*Work task:* Using the string "IpAddr" as the key, pull each matching line out of the records below.

*Collected data entries:*
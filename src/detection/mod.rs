//! Signal detectors and risk aggregation
//!
//! Each detector is a pure predicate over the session store and the current
//! event. Detectors never mutate state and never raise: a store failure or
//! missing input degrades to "not anomalous" so a single unavailable signal
//! cannot block the recording pipeline.

pub mod detectors;
pub mod scoring;

pub use detectors::{
    detect_concurrent_sessions, detect_flagged_ip, detect_geographic_jump,
    detect_login_frequency, detect_new_device, detect_unusual_time, run_all, DetectionInput,
};
pub use scoring::score;

use std::net::IpAddr;

use crate::config::SignalWeights;

/// One anomaly signal, as produced by its detector.
#[derive(Debug, Clone, Copy, PartialEq, Eq, Hash)]
pub enum Signal {
    GeographicJump,
    ConcurrentSessions,
    LoginFrequency,
    NewDevice,
    IpReputation,
    UnusualTime,
}

impl Signal {
    /// Evaluation order; also the order reasons appear in alerts.
    pub const ALL: [Signal; 6] = [
        Signal::GeographicJump,
        Signal::ConcurrentSessions,
        Signal::LoginFrequency,
        Signal::NewDevice,
        Signal::IpReputation,
        Signal::UnusualTime,
    ];

    /// Stable machine-readable name
    pub fn label(&self) -> &'static str {
        match self {
            Signal::GeographicJump => "geographic_jump",
            Signal::ConcurrentSessions => "concurrent_sessions",
            Signal::LoginFrequency => "login_frequency",
            Signal::NewDevice => "new_device",
            Signal::IpReputation => "ip_reputation",
            Signal::UnusualTime => "unusual_time",
        }
    }

    /// Human-readable suspicion reason recorded on the session and alert
    pub fn reason(&self) -> &'static str {
        match self {
            Signal::GeographicJump => "login from an unexpected location",
            Signal::ConcurrentSessions => "too many concurrent sessions",
            Signal::LoginFrequency => "abnormal login frequency",
            Signal::NewDevice => "login from a new device",
            Signal::IpReputation => "login from a flagged IP address",
            Signal::UnusualTime => "login at an unusual hour",
        }
    }

    /// Score contribution under the given weights
    pub fn weight(&self, weights: &SignalWeights) -> u8 {
        match self {
            Signal::GeographicJump => weights.geographic_jump,
            Signal::ConcurrentSessions => weights.concurrent_sessions,
            Signal::LoginFrequency => weights.login_frequency,
            Signal::NewDevice => weights.new_device,
            Signal::IpReputation => weights.ip_reputation,
            Signal::UnusualTime => weights.unusual_time,
        }
    }
}

/// IP reputation extension point.
///
/// No implementation ships with the engine; without one the reputation
/// detector always answers false.
pub trait ReputationList: Send + Sync {
    fn is_flagged(&self, ip: &IpAddr) -> bool;
}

*Your solution:*
use std::net::IpAddr;
    fn is_flagged(&self, ip: &IpAddr) -> bool;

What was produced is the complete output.